- _What needs to be done_:
The data below needs to be returned exactly, line for line.

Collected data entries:
►
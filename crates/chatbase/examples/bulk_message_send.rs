// Copyright (c) 2025 Geoffrey Huntley <ghuntley@ghuntley.com>. All rights reserved.
// SPDX-License-Identifier: Proprietary

//! Example: register several messages in a single request.
//!
//! Run with:
//!   CHATBASE_API_KEY=... cargo run --example bulk_message_send -p chatbase

use chatbase::{Chatbase, ChatbaseError, Dispatch};
use tracing_subscriber::EnvFilter;

#[tokio::main]
async fn main() -> Result<(), Box<dyn std::error::Error>> {
	tracing_subscriber::fmt()
		.with_env_filter(EnvFilter::from_default_env())
		.init();

	let api_key =
		std::env::var("CHATBASE_API_KEY").expect("CHATBASE_API_KEY environment variable required");

	let cb = Chatbase::new(api_key, "Slack")?;

	let messages = (1..=3)
		.map(|i| {
			cb.prepare_message(format!("user-{i}"))
				.intent("bulk")
				.message(format!("message number {i}"))
				.session_id("bulk-session")
				.build()
		})
		.collect();

	match cb.register_messages(messages, Dispatch::default()).await?.resolve().await {
		Ok(Some(ids)) => {
			for id in ids {
				println!("Registered message {}", id);
			}
		}
		Ok(None) => {}
		Err(ChatbaseError::RemoteRejected { reason }) => {
			println!("Batch rejected: {}", reason);
		}
		Err(e) => return Err(e.into()),
	}

	cb.close().await?;
	Ok(())
}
◄
- _Answer_:
filename crates/chatbase/examples/bulk_message_send.rs
// Copyright (c) 2025 Geoffrey Huntley <ghuntley@ghuntley.com>. All rights reserved.
// SPDX-License-Identifier: Proprietary

//! Example: register several messages in a single request.
//!
//! Run with:
//!   CHATBASE_API_KEY=... cargo run --example bulk_message_send -p chatbase

use chatbase::{Chatbase, ChatbaseError, Dispatch};
use tracing_subscriber::EnvFilter;

#[tokio::main]
async fn main() -> Result<(), Box<dyn std::error::Error>> {
	tracing_subscriber::fmt()
		.with_env_filter(EnvFilter::from_default_env())
		.init();

	let api_key =
		std::env::var("CHATBASE_API_KEY").expect("CHATBASE_API_KEY environment variable required");

	let cb = Chatbase::new(api_key, "Slack")?;

	let messages = (1..=3)
		.map(|i| {
			cb.prepare_message(format!("user-{i}"))
				.intent("bulk")
				.message(format!("message number {i}"))
				.session_id("bulk-session")
				.build()
		})
		.collect();

	match cb.register_messages(messages, Dispatch::default()).await?.resolve().await {
		Ok(Some(ids)) => {
			for id in ids {
				println!("Registered message {}", id);
			}
		}
		Ok(None) => {}
		Err(ChatbaseError::RemoteRejected { reason }) => {
			println!("Batch rejected: {}", reason);
		}
		Err(e) => return Err(e.into()),
	}

	cb.close().await?;
	Ok(())
}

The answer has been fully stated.